Background

TP53 mutations inactivating p53 protein, often associated with loss of the remaining TP53 allele through 17p deletion, are major prognostic factors in many hematological malignancies, including CLL, myeloma, AML and MDS. In AML and MDS, they are usually associated with complex karyotype (including del 17p) and very poor prognosis (Blood 1991, 78(7):1652-7 , Bejar, NEJM 2011), including after allogeneic SCT (Middeke JM, Blood 2014) but they are also seen in lower risk MDS with isolated del 5q, where they confer resistance to Lenalidomide (Jadersten, JCO 2011). The advent of Next Generation Sequencing (NGS) techniques has improved the detection of such mutations, by allowing the identification of small mutated clones. Other detection methods may prove interesting, especially functional methods like FASAY ( Functional Assay of Separated Allele in Yeast) , an easy and sensitive method that detects TP53 mutations by assessing the p53 function as transcription factor (Flaman et al, PNAS 1995). We compared the detection of TP53 mutations in MDS and AML by FASAY and NGS approaches.

Methods

The 84 patients analyzed included 10 AML, 10 higher risk MDS, and 64 lower risk MDS with del 5q. RNA and DNA were extracted from marrow mononuclear cells. TP53 mutations were detected on RNA by FASAY where, after amplification of the TP53 mRNA, the PCR product is co transfected with an open gap repair plasmid leading, by homologous recombination, to p53 protein expression in the yeast. The yeast strain used is dependent on p53 functionality for growth and color and detection of more than 10% of small red yeast colonies defines a non-functional FASAY result. All non-functional FASAY were confirmed by the split versions of the test and TP53 defects were characterized by Sanger sequencing. The detection limit is around 10% in our hands (Manie E, Cancer Res 2009). In parallel, TP53 mutations were detected on DNA by NGS using the IRON II plate design and pyrosequencing on a GS Junior System (Roche). (Kohlmann, Leukemia 2011).FASAY (+Sanger sequencing) and NGS were performed in two different labs.

Results

By FASAY, 47 patients (56%) had a functional p53 and 37 cases (44%) a non-functional p53 and a mutation was confirmed by Sanger in all non functional cases.

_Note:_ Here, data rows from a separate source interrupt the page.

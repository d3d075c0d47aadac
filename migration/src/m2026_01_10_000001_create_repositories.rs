//! Migration to create the repositories table.
//!
//! Each row is a tracked GitHub repository keyed by its lowercase `owner/name`,
//! carrying the last fetched metadata and the commit high-water mark.

use sea_orm_migration::prelude::*;

#[derive(DeriveMigrationName)]
pub struct Migration;

#[async_trait::async_trait]
impl MigrationTrait for Migration {
    async fn up(&self, manager: &SchemaManager) -> Result<(), DbErr> {
        manager
            .create_table(
                Table::create()
                    .table(Repositories::Table)
                    .if_not_exists()
                    .col(
                        ColumnDef::new(Repositories::Id)
                            .uuid()
                            .not_null()
                            .primary_key(),
                    )
                    .col(
                        ColumnDef::new(Repositories::RepositoryName)
                            .text()
                            .not_null(),
                    )
                    .col(ColumnDef::new(Repositories::Description).text().null())
                    .col(ColumnDef::new(Repositories::Url).text().null())
                    .col(ColumnDef::new(Repositories::Language).text().null())
                    .col(
                        ColumnDef::new(Repositories::ForksCount)
                            .integer()
                            .not_null()
                            .default(0),
                    )
                    .col(
                        ColumnDef::new(Repositories::StarsCount)
                            .integer()
                            .not_null()
                            .default(0),
                    )
                    .col(
                        ColumnDef::new(Repositories::OpenIssuesCount)
                            .integer()
                            .not_null()
                            .default(0),
                    )
                    .col(
                        ColumnDef::new(Repositories::WatchersCount)
                            .integer()
                            .not_null()
                            .default(0),
                    )
                    .col(
                        ColumnDef::new(Repositories::CommitLastPulledAt)
                            .timestamp_with_time_zone()
                            .null(),
                    )
                    .col(
                        ColumnDef::new(Repositories::CreatedAt)
                            .timestamp_with_time_zone()
                            .not_null()
                            .default(Expr::current_timestamp()),
                    )
                    .col(
                        ColumnDef::new(Repositories::UpdatedAt)
                            .timestamp_with_time_zone()
                            .null(),
                    )
                    .to_owned(),
            )
            .await?;

        manager
            .create_index(
                Index::create()
                    .name("idx_repositories_repository_name")
                    .table(Repositories::Table)
                    .col(Repositories::RepositoryName)
                    .unique()
                    .to_owned(),
            )
            .await?;

        Ok(())
    }

    async fn down(&self, manager: &SchemaManager) -> Result<(), DbErr> {
        manager
            .drop_index(
                Index::drop()
                    .name("idx_repositories_repository_name")
                    .to_owned(),
            )
            .await?;

        manager
            .drop_table(Table::drop().table(Repositories::Table).to_owned())
            .await
    }
}

#[derive(DeriveIden)]
enum Repositories {
    Table,
    Id,
    RepositoryName,
    Description,
    Url,
    Language,
    ForksCount,
    StarsCount,
    OpenIssuesCount,
    WatchersCount,
    CommitLastPulledAt,
    CreatedAt,
    UpdatedAt,
}
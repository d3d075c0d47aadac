//! # Repository Watcher
//!
//! Two long-lived loops sharing one [`SyncEngine`]:
//!
//! - the registration listener, which starts an independent first sync for
//!   every newly registered repository;
//! - the periodic pass, which runs immediately at startup and then once per
//!   refresh interval, syncing every tracked repository one after another.
//!
//! Both loops stop only when the shared shutdown token is cancelled. Overlap
//! between a periodic run and a first-sync run of the same repository is
//! tolerated; their high-water mark writes are last-writer-wins.

use std::sync::Arc;
use std::time::Duration;

use metrics::histogram;
use tokio::task::JoinSet;
use tokio::time::{Instant, sleep};
use tokio_util::sync::CancellationToken;
use tracing::{debug, error, info, instrument, warn};

use crate::registration::{RegistrationReceiver, RepoName};
use crate::repositories::RepoStore;
use crate::sync_engine::{SyncEngine, SyncError};

/// Outcome counts of one periodic pass.
#[derive(Debug, Default, Clone, PartialEq, Eq)]
pub struct PassStats {
    pub repositories: usize,
    pub synced: usize,
    pub failed: usize,
    /// The tracked set could not be read; nothing was attempted.
    pub listing_failed: bool,
    pub cancelled: bool,
}

/// Background watcher over the tracked repository set.
#[derive(Clone)]
pub struct RepoWatcher {
    engine: Arc<SyncEngine>,
    store: Arc<dyn RepoStore>,
    refresh_interval: Duration,
}

impl RepoWatcher {
    pub fn new(engine: Arc<SyncEngine>, store: Arc<dyn RepoStore>, refresh_interval: Duration) -> Self {
        Self {
            engine,
            store,
            refresh_interval,
        }
    }

    /// Run both loops until `shutdown` fires. In-flight first syncs are awaited
    /// before returning; they observe the same token.
    #[instrument(skip_all)]
    pub async fn run(self, registrations: RegistrationReceiver, shutdown: CancellationToken) {
        info!(
            refresh_interval_secs = self.refresh_interval.as_secs(),
            "Starting repository watcher"
        );
        tokio::join!(
            self.listen(registrations, &shutdown),
            self.periodic(&shutdown)
        );
        info!("Repository watcher stopped");
    }

    async fn listen(&self, mut registrations: RegistrationReceiver, shutdown: &CancellationToken) {
        let mut first_syncs = JoinSet::new();

        loop {
            tokio::select! {
                _ = shutdown.cancelled() => {
                    debug!("Registration listener shutdown requested");
                    break;
                }
                received = registrations.recv() => {
                    let Some(name) = received else {
                        warn!("Registration queue closed; waiting for shutdown");
                        shutdown.cancelled().await;
                        break;
                    };
                    self.start_first_sync(name, &mut first_syncs, shutdown).await;
                }
                Some(joined) = first_syncs.join_next(), if !first_syncs.is_empty() => {
                    if let Err(err) = joined {
                        error!(error = ?err, "First sync task panicked");
                    }
                }
            }
        }

        while let Some(joined) = first_syncs.join_next().await {
            if let Err(err) = joined {
                error!(error = ?err, "First sync task panicked");
            }
        }
    }

    async fn start_first_sync(
        &self,
        name: RepoName,
        tasks: &mut JoinSet<()>,
        shutdown: &CancellationToken,
    ) {
        let lookup = tokio::select! {
            biased;
            _ = shutdown.cancelled() => {
                debug!(repository = %name, "Shutdown before first sync started");
                return;
            }
            lookup = self.store.get_by_name(name.as_str()) => lookup,
        };
        let repo = match lookup {
            Ok(repo) => repo,
            Err(err) => {
                error!(repository = %name, error = %err, "Failed to load newly registered repository");
                return;
            }
        };

        debug!(repository = %name, repository_id = %repo.id, "Starting first sync");
        let engine = self.engine.clone();
        let shutdown = shutdown.clone();
        tasks.spawn(async move {
            // Failures are logged by the engine with phase context.
            let _ = engine.run(&repo, &shutdown).await;
        });
    }

    async fn periodic(&self, shutdown: &CancellationToken) {
        loop {
            let stats = self.run_pass(shutdown).await;
            if stats.cancelled {
                break;
            }

            tokio::select! {
                _ = shutdown.cancelled() => break,
                _ = sleep(self.refresh_interval) => {}
            }
        }
        debug!("Periodic pass loop stopped");
    }

    /// Sync every tracked repository sequentially.
    ///
    /// An empty tracked set is not an error; a failure to list it skips the pass.
    #[instrument(skip_all)]
    pub async fn run_pass(&self, shutdown: &CancellationToken) -> PassStats {
        let started = Instant::now();
        let mut stats = PassStats::default();

        let repositories = match self.store.list_tracked().await {
            Ok(repositories) => repositories,
            Err(err) if err.is_not_found() => {
                warn!("No tracked repositories; skipping pass");
                Vec::new()
            }
            Err(err) => {
                error!(error = %err, "Failed to list tracked repositories; skipping pass");
                stats.listing_failed = true;
                return stats;
            }
        };
        stats.repositories = repositories.len();

        for repo in &repositories {
            if shutdown.is_cancelled() {
                stats.cancelled = true;
                break;
            }
            match self.engine.run(repo, shutdown).await {
                Ok(_) => stats.synced += 1,
                Err(SyncError::Cancelled { .. }) => {
                    stats.cancelled = true;
                    break;
                }
                Err(_) => stats.failed += 1,
            }
        }
        stats.cancelled |= shutdown.is_cancelled();

        histogram!("repo_watch_pass_duration_ms").record(started.elapsed().as_secs_f64() * 1_000.0);
        info!(
            repositories = stats.repositories,
            synced = stats.synced,
            failed = stats.failed,
            cancelled = stats.cancelled,
            "Periodic pass finished"
        );
        stats
    }
}
//! Commit persistence
//!
//! Idempotent ingestion, per-repository listing and the author leaderboard.

use chrono::Utc;
use sea_orm::sea_query::{Expr, OnConflict};
use sea_orm::{
    ColumnTrait, DatabaseConnection, EntityTrait, Order, QueryFilter, QueryOrder, QuerySelect, Set,
};
use std::sync::Arc;
use uuid::Uuid;

use super::LeaderboardEntry;
use crate::connectors::CommitRecord;
use crate::error::RepositoryError;
use crate::models::commit::{self, Entity as Commit};
use crate::models::to_db_time;

/// Repository for commit rows
#[derive(Debug, Clone)]
pub struct CommitRepository {
    /// Database connection pool
    pub db: Arc<DatabaseConnection>,
}

impl CommitRepository {
    pub fn new(db: Arc<DatabaseConnection>) -> Self {
        Self { db }
    }

    /// Inserts a commit unless the same hash is already stored for the repository
    ///
    /// # Returns
    ///
    /// `true` when a new row was written, `false` for a duplicate
    pub async fn insert_if_absent(
        &self,
        repository_id: Uuid,
        record: &CommitRecord,
    ) -> Result<bool, RepositoryError> {
        let model = commit::ActiveModel {
            id: Set(Uuid::new_v4()),
            repository_id: Set(repository_id),
            commit_hash: Set(record.sha.clone()),
            message: Set(record.message.clone()),
            author_name: Set(record.author_name.clone()),
            author_email: Set(record.author_email.clone()),
            committed_at: Set(to_db_time(record.authored_at)),
            url: Set(record.url.clone()),
            created_at: Set(to_db_time(Utc::now())),
        };

        let rows = Commit::insert(model)
            .on_conflict(
                OnConflict::columns([commit::Column::CommitHash, commit::Column::RepositoryId])
                    .do_nothing()
                    .to_owned(),
            )
            .exec_without_returning(&*self.db)
            .await?;

        Ok(rows > 0)
    }

    /// Lists commits of one repository, newest first
    ///
    /// # Arguments
    ///
    /// * `repository_id` - Owning repository
    /// * `limit` - Maximum rows returned
    /// * `offset` - Rows skipped
    pub async fn list_for_repository(
        &self,
        repository_id: Uuid,
        limit: u64,
        offset: u64,
    ) -> Result<Vec<commit::Model>, RepositoryError> {
        let rows = Commit::find()
            .filter(commit::Column::RepositoryId.eq(repository_id))
            .order_by_desc(commit::Column::CommittedAt)
            .order_by_asc(commit::Column::CommitHash)
            .offset(offset)
            .limit(limit)
            .all(&*self.db)
            .await?;
        Ok(rows)
    }

    /// Counts commits per author across all repositories
    pub async fn leaderboard(&self, limit: u64) -> Result<Vec<LeaderboardEntry>, RepositoryError> {
        let rows: Vec<(String, i64)> = Commit::find()
            .select_only()
            .column(commit::Column::AuthorName)
            .column_as(Expr::col(commit::Column::Id).count(), "commit_count")
            .group_by(commit::Column::AuthorName)
            .order_by(Expr::col(commit::Column::Id).count(), Order::Desc)
            .order_by_asc(commit::Column::AuthorName)
            .limit(limit)
            .into_tuple()
            .all(&*self.db)
            .await?;

        Ok(rows
            .into_iter()
            .map(|(author_name, commit_count)| LeaderboardEntry {
                author_name,
                commit_count,
            })
            .collect())
    }
}
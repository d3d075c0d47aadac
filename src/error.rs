//! # Error Handling
//!
//! Unified HTTP error responses in problem+json form with trace ID propagation,
//! and the error taxonomy shared by the persistence layer.

use axum::{
    http::{HeaderMap, HeaderValue, StatusCode},
    response::{IntoResponse, Response},
};
use serde::Serialize;
use thiserror::Error;
use utoipa::ToSchema;

use crate::telemetry;

/// Unified API error response structure
#[derive(Debug, Clone, Serialize, ToSchema)]
pub struct ApiError {
    /// HTTP status code for the response
    #[serde(skip_serializing, skip_deserializing)]
    pub status: StatusCode,
    /// Error code for programmatic handling
    pub code: Box<str>,
    /// Human-readable error message
    pub message: Box<str>,
    /// Additional error details (optional)
    #[serde(skip_serializing_if = "Option::is_none")]
    pub details: Option<Box<serde_json::Value>>,
    /// Correlation trace ID for debugging (optional)
    #[serde(skip_serializing_if = "Option::is_none")]
    pub trace_id: Option<Box<str>>,
}

impl ApiError {
    /// Create a new API error with the given status code and message
    pub fn new(status: StatusCode, code: impl Into<String>, message: impl Into<String>) -> Self {
        Self {
            status,
            code: code.into().into_boxed_str(),
            message: message.into().into_boxed_str(),
            details: None,
            trace_id: Self::current_trace_id(),
        }
    }

    /// Add details to the error
    pub fn with_details<V: Into<serde_json::Value>>(mut self, details: V) -> Self {
        self.details = Some(Box::new(details.into()));
        self
    }

    /// Extract current trace ID from the request context (falls back to a generated correlation ID)
    fn current_trace_id() -> Option<Box<str>> {
        telemetry::current_trace_id()
            .map(|trace_id| trace_id.into_boxed_str())
            .or_else(|| {
                Some(format!("corr-{}", &uuid::Uuid::new_v4().to_string()[..8]).into_boxed_str())
            })
    }
}

impl IntoResponse for ApiError {
    fn into_response(self) -> Response {
        let mut headers = HeaderMap::new();
        headers.insert(
            "content-type",
            HeaderValue::from_static("application/problem+json"),
        );

        (self.status, headers, axum::Json(self)).into_response()
    }
}

impl From<sea_orm::DbErr> for ApiError {
    fn from(error: sea_orm::DbErr) -> Self {
        match error {
            sea_orm::DbErr::Conn(connection_err) => {
                tracing::error!("Database connection error: {:?}", connection_err);
                Self::new(
                    StatusCode::SERVICE_UNAVAILABLE,
                    "SERVICE_UNAVAILABLE",
                    "Database service unavailable",
                )
            }
            _ => {
                tracing::error!("Database error: {:?}", error);
                Self::new(
                    StatusCode::INTERNAL_SERVER_ERROR,
                    "INTERNAL_SERVER_ERROR",
                    "Database error occurred",
                )
            }
        }
    }
}

/// Errors surfaced by the persistence layer.
///
/// `NotFound` is an expected-absent signal rather than a failure; callers
/// branch on it explicitly.
#[derive(Debug, Error)]
pub enum RepositoryError {
    #[error("{entity} not found: {key}")]
    NotFound { entity: &'static str, key: String },
    #[error("{entity} already exists: {key}")]
    Conflict { entity: &'static str, key: String },
    #[error("database error: {0}")]
    Database(#[from] sea_orm::DbErr),
}

impl RepositoryError {
    pub fn not_found(entity: &'static str, key: impl Into<String>) -> Self {
        Self::NotFound {
            entity,
            key: key.into(),
        }
    }

    pub fn is_not_found(&self) -> bool {
        matches!(self, Self::NotFound { .. })
    }

    /// Wrap a database error, folding unique violations into `Conflict`.
    pub fn from_write(entity: &'static str, key: impl Into<String>, error: sea_orm::DbErr) -> Self {
        if is_unique_violation(&error) {
            tracing::debug!(?error, entity, "Unique constraint violation detected");
            return Self::Conflict {
                entity,
                key: key.into(),
            };
        }
        Self::Database(error)
    }
}

impl From<RepositoryError> for ApiError {
    fn from(error: RepositoryError) -> Self {
        match error {
            RepositoryError::NotFound { entity, key } => Self::new(
                StatusCode::NOT_FOUND,
                "NOT_FOUND",
                format!("{entity} not found: {key}"),
            ),
            RepositoryError::Conflict { .. } => {
                Self::new(StatusCode::CONFLICT, "CONFLICT", "Resource already exists")
            }
            RepositoryError::Database(err) => err.into(),
        }
    }
}

pub(crate) fn is_unique_violation(error: &sea_orm::DbErr) -> bool {
    use sea_orm::RuntimeErr;

    const PG_UNIQUE: &str = "23505";
    const SQLITE_DUPLICATE_CODES: &[&str] = &["1555", "2067"];

    let runtime_err = match error {
        sea_orm::DbErr::Query(RuntimeErr::SqlxError(sqlx_err))
        | sea_orm::DbErr::Exec(RuntimeErr::SqlxError(sqlx_err)) => sqlx_err,
        _ => return false,
    };

    let Some(db_error) = runtime_err.as_database_error() else {
        return false;
    };

    if db_error.is_unique_violation() {
        return true;
    }

    db_error
        .code()
        .is_some_and(|code| code == PG_UNIQUE || SQLITE_DUPLICATE_CODES.contains(&code.as_ref()))
}

/// Create a validation error with field details
pub fn validation_error(message: &str, field_errors: serde_json::Value) -> ApiError {
    ApiError::new(StatusCode::BAD_REQUEST, "VALIDATION_FAILED", message).with_details(field_errors)
}
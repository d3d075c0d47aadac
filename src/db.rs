//! Database connection and pool management.
//!
//! Builds the SeaORM pool for the configured database (Postgres in
//! deployments, SQLite for local runs and tests) and runs pending migrations.

use anyhow::{Context, Result};
use migration::{Migrator, MigratorTrait};
use sea_orm::{ConnectOptions, ConnectionTrait, Database, DatabaseConnection, Statement};
use std::time::Duration;
use tokio::time::sleep;

use crate::config::AppConfig;

const CONNECT_ATTEMPTS: u32 = 5;

/// Errors that can occur during database setup.
#[derive(Debug, thiserror::Error)]
pub enum DatabaseError {
    #[error("Failed to connect to database: {source}")]
    ConnectionFailed {
        #[from]
        source: sea_orm::DbErr,
    },
    #[error("Invalid database configuration: {message}")]
    InvalidConfiguration { message: String },
}

/// Initializes a database connection pool with the given configuration.
///
/// Transient connection failures are retried with a doubling delay starting at
/// 100ms, up to five attempts.
///
/// # Arguments
///
/// * `cfg` - Application configuration containing database settings
///
/// # Returns
///
/// Returns a `DatabaseConnection` pool on success, or an error on failure.
pub async fn init_pool(cfg: &AppConfig) -> Result<DatabaseConnection> {
    if cfg.database_url.trim().is_empty() {
        return Err(DatabaseError::InvalidConfiguration {
            message: "Database URL cannot be empty".to_string(),
        }
        .into());
    }

    let mut opt = ConnectOptions::new(&cfg.database_url);
    opt.max_connections(cfg.db_max_connections)
        .acquire_timeout(Duration::from_millis(cfg.db_acquire_timeout_ms))
        .idle_timeout(Duration::from_secs(600))
        .max_lifetime(Duration::from_secs(1800))
        .sqlx_logging(true)
        .sqlx_logging_level(log::LevelFilter::Debug);

    let mut retry_delay = Duration::from_millis(100);
    let mut attempt = 1;
    loop {
        match Database::connect(opt.clone()).await {
            Ok(conn) => {
                log::info!("Connected to database (attempt {})", attempt);
                return Ok(conn);
            }
            Err(e) if attempt >= CONNECT_ATTEMPTS => {
                log::error!(
                    "Failed to connect to database after {} attempts: {}",
                    attempt,
                    e
                );
                return Err(DatabaseError::ConnectionFailed { source: e }.into());
            }
            Err(e) => {
                log::warn!(
                    "Database connection attempt {} failed: {}, retrying in {:?}",
                    attempt,
                    e,
                    retry_delay
                );
                sleep(retry_delay).await;
                retry_delay *= 2;
                attempt += 1;
            }
        }
    }
}

/// Applies all pending schema migrations.
pub async fn migrate(db: &DatabaseConnection) -> Result<()> {
    Migrator::up(db, None)
        .await
        .context("Failed to apply database migrations")
}

/// Health check for the database connection.
///
/// # Returns
///
/// Returns `Ok(())` if the connection answers `SELECT 1`, or an error otherwise.
pub async fn health_check(db: &DatabaseConnection) -> Result<()> {
    let stmt = Statement::from_string(db.get_database_backend(), "SELECT 1".to_string());

    db.query_one(stmt)
        .await
        .context("Database health check failed")?;

    Ok(())
}
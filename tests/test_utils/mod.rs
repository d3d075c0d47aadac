//! Test utilities for database testing.
//!
//! In-memory SQLite databases with all migrations applied, plus small
//! fixture builders shared by the integration suites.

use anyhow::Result;
use chrono::{DateTime, Duration, TimeZone, Utc};
use migration::{Migrator, MigratorTrait};
use repostats::connectors::CommitRecord;
use sea_orm::{ConnectionTrait, Database, DatabaseConnection, Statement};
use std::sync::Arc;

/// Sets up an in-memory SQLite database with all migrations applied.
///
/// # Returns
///
/// Returns a Result containing the database connection
pub async fn setup_test_db() -> Result<DatabaseConnection> {
    let db = Database::connect("sqlite::memory:").await?;

    Migrator::up(&db, None).await?;

    db.execute(Statement::from_string(
        db.get_database_backend(),
        "PRAGMA foreign_keys = ON".to_string(),
    ))
    .await?;

    Ok(db)
}

/// Sets up an in-memory SQLite database and returns it behind an Arc.
#[allow(dead_code)]
pub async fn setup_test_db_arc() -> Result<Arc<DatabaseConnection>> {
    Ok(Arc::new(setup_test_db().await?))
}

/// Fixed reference instant used by fixtures.
#[allow(dead_code)]
pub fn base_time() -> DateTime<Utc> {
    Utc.with_ymd_and_hms(2024, 6, 1, 0, 0, 0).unwrap()
}

/// A commit authored `minutes_ago` minutes before [`base_time`].
#[allow(dead_code)]
pub fn commit_record(sha: &str, author: &str, minutes_ago: i64) -> CommitRecord {
    CommitRecord {
        sha: sha.to_string(),
        message: format!("commit {sha}"),
        author_name: author.to_string(),
        author_email: format!("{}@example.com", author.to_lowercase()),
        authored_at: base_time() - Duration::minutes(minutes_ago),
        url: format!("https://github.com/octo/cat/commit/{sha}"),
    }
}

/// GitHub API JSON for `count` commits numbered from `offset`, newest first.
#[allow(dead_code)]
pub fn github_commit_page(offset: usize, count: usize) -> serde_json::Value {
    let commits: Vec<_> = (offset..offset + count)
        .map(|n| {
            let date = base_time() - Duration::minutes(n as i64);
            serde_json::json!({
                "sha": format!("sha-{n:04}"),
                "html_url": format!("https://github.com/octo/cat/commit/{n}"),
                "commit": {
                    "message": format!("commit {n}"),
                    "author": {
                        "name": if n % 2 == 0 { "Mona" } else { "Hubot" },
                        "email": "dev@example.com",
                        "date": date.to_rfc3339(),
                    }
                }
            })
        })
        .collect();
    serde_json::Value::Array(commits)
}
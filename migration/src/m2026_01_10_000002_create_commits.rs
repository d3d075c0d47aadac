//! Migration to create the commits table.
//!
//! Commits are unique per `(commit_hash, repository_id)`; the ingestion path
//! relies on that index for `ON CONFLICT DO NOTHING` inserts.

use sea_orm_migration::prelude::*;

#[derive(DeriveMigrationName)]
pub struct Migration;

#[async_trait::async_trait]
impl MigrationTrait for Migration {
    async fn up(&self, manager: &SchemaManager) -> Result<(), DbErr> {
        manager
            .create_table(
                Table::create()
                    .table(Commits::Table)
                    .if_not_exists()
                    .col(ColumnDef::new(Commits::Id).uuid().not_null().primary_key())
                    .col(ColumnDef::new(Commits::RepositoryId).uuid().not_null())
                    .col(ColumnDef::new(Commits::CommitHash).text().not_null())
                    .col(ColumnDef::new(Commits::Message).text().not_null())
                    .col(ColumnDef::new(Commits::AuthorName).text().not_null())
                    .col(ColumnDef::new(Commits::AuthorEmail).text().not_null())
                    .col(
                        ColumnDef::new(Commits::CommittedAt)
                            .timestamp_with_time_zone()
                            .not_null(),
                    )
                    .col(ColumnDef::new(Commits::Url).text().not_null())
                    .col(
                        ColumnDef::new(Commits::CreatedAt)
                            .timestamp_with_time_zone()
                            .not_null()
                            .default(Expr::current_timestamp()),
                    )
                    .foreign_key(
                        ForeignKey::create()
                            .name("fk_commits_repository_id")
                            .from(Commits::Table, Commits::RepositoryId)
                            .to(Repositories::Table, Repositories::Id)
                            .on_delete(ForeignKeyAction::Cascade),
                    )
                    .to_owned(),
            )
            .await?;

        manager
            .create_index(
                Index::create()
                    .name("idx_commits_hash_repository")
                    .table(Commits::Table)
                    .col(Commits::CommitHash)
                    .col(Commits::RepositoryId)
                    .unique()
                    .to_owned(),
            )
            .await?;

        // Paginated listing reads newest-first per repository
        manager
            .create_index(
                Index::create()
                    .name("idx_commits_repository_committed_at")
                    .table(Commits::Table)
                    .col(Commits::RepositoryId)
                    .col(Commits::CommittedAt)
                    .to_owned(),
            )
            .await?;

        Ok(())
    }

    async fn down(&self, manager: &SchemaManager) -> Result<(), DbErr> {
        manager
            .drop_index(
                Index::drop()
                    .name("idx_commits_repository_committed_at")
                    .to_owned(),
            )
            .await?;

        manager
            .drop_index(Index::drop().name("idx_commits_hash_repository").to_owned())
            .await?;

        manager
            .drop_table(Table::drop().table(Commits::Table).to_owned())
            .await
    }
}

#[derive(DeriveIden)]
enum Commits {
    Table,
    Id,
    RepositoryId,
    CommitHash,
    Message,
    AuthorName,
    AuthorEmail,
    CommittedAt,
    Url,
    CreatedAt,
}

#[derive(DeriveIden)]
enum Repositories {
    Table,
    Id,
}
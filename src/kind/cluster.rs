/// kind cluster lifecycle
use anyhow::{Context, Result};
use handlebars::Handlebars;
use std::path::Path;
use tracing::info;

use crate::config::ClusterSpec;
use crate::k8s::Creation;
use crate::utils::command::{check_tool_installed, CommandBuilder, CommandRunner};

const KIND_CONFIG_TEMPLATE: &str = r#"kind: Cluster
apiVersion: kind.x-k8s.io/v1alpha4
name: {{name}}
nodes:
  - role: control-plane
{{#if node_image}}    image: {{node_image}}
{{/if}}{{#if port_mappings}}    extraPortMappings:
{{#each port_mappings}}      - containerPort: {{container_port}}
        hostPort: {{host_port}}
        protocol: TCP
{{/each}}{{/if}}{{#each workers}}  - role: worker
{{#if @root.node_image}}    image: {{@root.node_image}}
{{/if}}{{/each}}
"#;

/// kind cluster manager
pub struct KindCluster<'a> {
    runner: &'a dyn CommandRunner,
    spec: &'a ClusterSpec,
}

impl<'a> KindCluster<'a> {
    pub fn new(runner: &'a dyn CommandRunner, spec: &'a ClusterSpec) -> Self {
        Self { runner, spec }
    }

    /// Check if kind is installed
    pub async fn check_installed(runner: &dyn CommandRunner) -> Result<()> {
        check_tool_installed(
            runner,
            "kind",
            &["version"],
            "https://kind.sigs.k8s.io/docs/user/quick-start/#installation",
        )
        .await
    }

    /// kubectl context kind creates for this cluster
    pub fn context_name(&self) -> String {
        format!("kind-{}", self.spec.name)
    }

    /// Whether a cluster with this name exists
    pub async fn exists(&self) -> Result<bool> {
        let stdout = CommandBuilder::new("kind")
            .args(["get", "clusters"])
            .context("Failed to list kind clusters")
            .run(self.runner)
            .await?;

        Ok(stdout.lines().any(|line| line.trim() == self.spec.name))
    }

    /// Create the cluster unless it already exists
    ///
    /// The rendered kind config is written to `output_dir/kind-config.yaml`.
    pub async fn ensure(&self, output_dir: &Path) -> Result<Creation> {
        if self.exists().await? {
            info!("kind cluster {} already exists, skipping creation", self.spec.name);
            return Ok(Creation::Skipped);
        }

        tokio::fs::create_dir_all(output_dir)
            .await
            .context("Failed to create output directory")?;
        let config_path = output_dir.join("kind-config.yaml");
        tokio::fs::write(&config_path, self.render_config()?)
            .await
            .context("Failed to write kind config")?;

        info!("Creating kind cluster {}...", self.spec.name);
        CommandBuilder::new("kind")
            .args(["create", "cluster", "--name", self.spec.name.as_str(), "--config"])
            .arg(&config_path)
            .args(["--wait", "120s"])
            .context(format!("Failed to create kind cluster {}", self.spec.name))
            .run_silent(self.runner)
            .await?;

        info!("✓ kind cluster {} created", self.spec.name);
        Ok(Creation::Created)
    }

    /// Delete the cluster; a missing cluster is not an error
    pub async fn delete(&self) -> Result<()> {
        info!("Deleting kind cluster {}...", self.spec.name);

        CommandBuilder::new("kind")
            .args(["delete", "cluster", "--name", self.spec.name.as_str()])
            .context(format!("Failed to delete kind cluster {}", self.spec.name))
            .run_silent(self.runner)
            .await?;

        info!("✓ kind cluster {} deleted", self.spec.name);
        Ok(())
    }

    /// Render the kind cluster config
    pub fn render_config(&self) -> Result<String> {
        let mut registry = Handlebars::new();
        registry.register_escape_fn(handlebars::no_escape);

        let data = serde_json::json!({
            "name": self.spec.name,
            "node_image": self.spec.node_image,
            "port_mappings": self.spec.port_mappings,
            "workers": (0..self.spec.workers).collect::<Vec<u32>>(),
        });

        registry
            .render_template(KIND_CONFIG_TEMPLATE, &data)
            .context("Failed to render kind config")
    }
}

By NGS analysis, no TP53 mutation was found in 47 cases (56%) and a mutation was detected in 37 cases (44%).

In the 37 mutated cases by NGS, the median proportion of mutated allele was 35% (range 3 to 99%), including a median of 72%, 35%, 25 % in AML, higher risk MDS and lower risk MDS with del 5q, respectively. The mutated clone size was lower than 10% in only 2 patients who both had lower risk MDS with del 5q (3 and 6%, respectively).

A perfect correlation between FASAY and NGS was found in 80 (95.5%) cases. The 4 discordant cases included a mutation detected only by FASAY in 2 cases, and only by NGS in 2 cases. Undetected mutations by NGS were insertions of intronic sequences (intron 9) not explored by the technique used. These insertions resulted in non-functional protein well detected by FASAY which analyses the global cDNA sequence including splicing defects. Undetected mutations by FASAY were mutations in which the percentage of mutated alleles was less than 10% (3% and 6 % respectively).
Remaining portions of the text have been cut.